_WHAT THIS TASK INVOLVES_
Repeat exactly, and only, the lines of the entries below from the one with "pub fn tool(tool_call_id: impl" through the one with "history by holding", both ends included.

════════════════

//! Per-session conversation history with a system-preserving trim policy.
//!
//! Grounded on the teacher's `session::Session` (JSONL-backed message
//! list) but scoped down to exactly what the agent loop needs: an
//! in-memory ordered list with a retention policy. Persistence, if a
//! caller wants it, lives above this module (the teacher's
//! `SessionManager` pattern of a `HashMap<key, Session>` cache is kept
//! at the `AgentLoop` layer instead — see `agent::AgentLoop`).

use serde::{Deserialize, Serialize};

/// The default `maxMessages` a fresh [`ConversationHistory`] is built with.
pub const DEFAULT_MAX_MESSAGES: usize = 50;

#[derive(Debug, Clone, Copy, PartialEq, Eq, Serialize, Deserialize)]
#[serde(rename_all = "lowercase")]
pub enum Role {
    System,
    User,
    Assistant,
    Tool,
}

/// One entry in a [`ConversationHistory`].
///
/// Invariant enforced by callers (the agent loop), not this type: tool
/// messages always follow the assistant tool-call they answer, in
/// insertion order.
#[derive(Debug, Clone, Serialize, Deserialize)]
pub struct ConversationMessage {
    pub role: Role,
    pub content: String,
    #[serde(skip_serializing_if = "Option::is_none")]
    pub tool_call_id: Option<String>,
}

impl ConversationMessage {
    pub fn system(content: impl Into<String>) -> Self {
        Self { role: Role::System, content: content.into(), tool_call_id: None }
    }

    pub fn user(content: impl Into<String>) -> Self {
        Self { role: Role::User, content: content.into(), tool_call_id: None }
    }

    pub fn assistant(content: impl Into<String>) -> Self {
        Self { role: Role::Assistant, content: content.into(), tool_call_id: None }
    }

    pub fn tool(tool_call_id: impl Into<String>, content: impl Into<String>) -> Self {
        Self {
            role: Role::Tool,
            content: content.into(),
            tool_call_id: Some(tool_call_id.into()),
        }
    }
}

/// Ordered message history for one session.
///
/// Trim policy: after `add`, if the total count exceeds `max_messages`,
/// the oldest **non-system** entries are dropped one at a time until the
/// count is back to `max_messages`. System entries are never evicted —
/// they occupy slots but don't count against the trim target, so a
/// history with `k` system messages and `max_messages = n` can hold up
/// to `k + n` entries once full.
#[derive(Debug, Clone, Default)]
pub struct ConversationHistory {
    messages: Vec<ConversationMessage>,
    max_messages: usize,
}

impl ConversationHistory {
    pub fn new(max_messages: usize) -> Self {
        Self { messages: Vec::new(), max_messages }
    }

    pub fn add(&mut self, message: ConversationMessage) {
        self.messages.push(message);
        self.trim();
    }

    pub fn clear(&mut self) {
        self.messages.clear();
    }

    /// Defensive copy — callers can't mutate this history by holding
    /// onto the returned vector.
    pub fn get_messages(&self) -> Vec<ConversationMessage> {
        self.messages.clone()
    }

    pub fn len(&self) -> usize {
        self.messages.len()
    }

    pub fn is_empty(&self) -> bool {
        self.messages.is_empty()
    }

    fn trim(&mut self) {
        while self.non_system_count() > self.max_messages {
            let Some(pos) = self.messages.iter().position(|m| m.role != Role::System) else {
                // Only system messages remain; nothing left to evict.
                break;
            };
            self.messages.remove(pos);
        }
    }

    fn non_system_count(&self) -> usize {
        self.messages.iter().filter(|m| m.role != Role::System).count()
    }
}

impl Default for Role {
    fn default() -> Self {
        Role::User
    }
}

#[cfg(test)]
mod tests {
    use super::*;

    #[test]
    fn trim_preserves_system_messages() {
        let mut history = ConversationHistory::new(3);
        history.add(ConversationMessage::system("S1"));
        history.add(ConversationMessage::user("U1"));
        history.add(ConversationMessage::assistant("A1"));
        history.add(ConversationMessage::user("U2"));
        history.add(ConversationMessage::assistant("A2"));

        let messages = history.get_messages();
        let contents: Vec<&str> = messages.iter().map(|m| m.content.as_str()).collect();
        assert_eq!(contents, vec!["S1", "A1", "U2", "A2"]);
        assert_eq!(messages[0].role, Role::System);
    }

    #[test]
    fn trim_with_multiple_system_messages() {
        let mut history = ConversationHistory::new(3);
        history.add(ConversationMessage::system("S1"));
        history.add(ConversationMessage::system("S2"));
        history.add(ConversationMessage::system("S3"));
        history.add(ConversationMessage::user("U1"));
        history.add(ConversationMessage::user("U2"));
        history.add(ConversationMessage::user("U3"));
        history.add(ConversationMessage::user("U4"));

        // 3 system + 3 user = 6 (max_messages only bounds non-system count)
        let messages = history.get_messages();
        assert_eq!(messages.len(), 6);
        assert_eq!(messages.iter().filter(|m| m.role == Role::System).count(), 3);
        assert_eq!(
            messages.iter().map(|m| m.content.as_str()).collect::<Vec<_>>(),
            vec!["S1", "S2", "S3", "U2", "U3", "U4"]
        );
    }

    #[test]
    fn no_trim_under_the_limit() {
        let mut history = ConversationHistory::new(DEFAULT_MAX_MESSAGES);
        for i in 0..10 {
            history.add(ConversationMessage::user(format!("U{i}")));
        }
        assert_eq!(history.len(), 10);
    }

    #[test]
    fn clear_empties_history() {
        let mut history = ConversationHistory::new(10);
        history.add(ConversationMessage::user("hi"));
        history.clear();
        assert!(history.is_empty());
    }

    #[test]
    fn get_messages_is_a_defensive_copy() {
        let mut history = ConversationHistory::new(10);
        history.add(ConversationMessage::user("hi"));
        let mut copy = history.get_messages();
        copy.push(ConversationMessage::user("mutated"));
        assert_eq!(history.len(), 1);
    }
}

════════════════

_WRITTEN REPLY_
    pub fn tool(tool_call_id: impl Into<String>, content: impl Into<String>) -> Self {
        Self {
            role: Role::Tool,
            content: content.into(),
            tool_call_id: Some(tool_call_id.into()),
        }
    }
}

/// Ordered message history for one session.
///
/// Trim policy: after `add`, if the total count exceeds `max_messages`,
/// the oldest **non-system** entries are dropped one at a time until the
/// count is back to `max_messages`. System entries are never evicted —
/// they occupy slots but don't count against the trim target, so a
/// history with `k` system messages and `max_messages = n` can hold up
/// to `k + n` entries once full.
#[derive(Debug, Clone, Default)]
pub struct ConversationHistory {
    messages: Vec<ConversationMessage>,
    max_messages: usize,
}

impl ConversationHistory {
    pub fn new(max_messages: usize) -> Self {
        Self { messages: Vec::new(), max_messages }
    }

    pub fn add(&mut self, message: ConversationMessage) {
        self.messages.push(message);
        self.trim();
    }

    pub fn clear(&mut self) {
        self.messages.clear();
    }

    /// Defensive copy — callers can't mutate this history by holding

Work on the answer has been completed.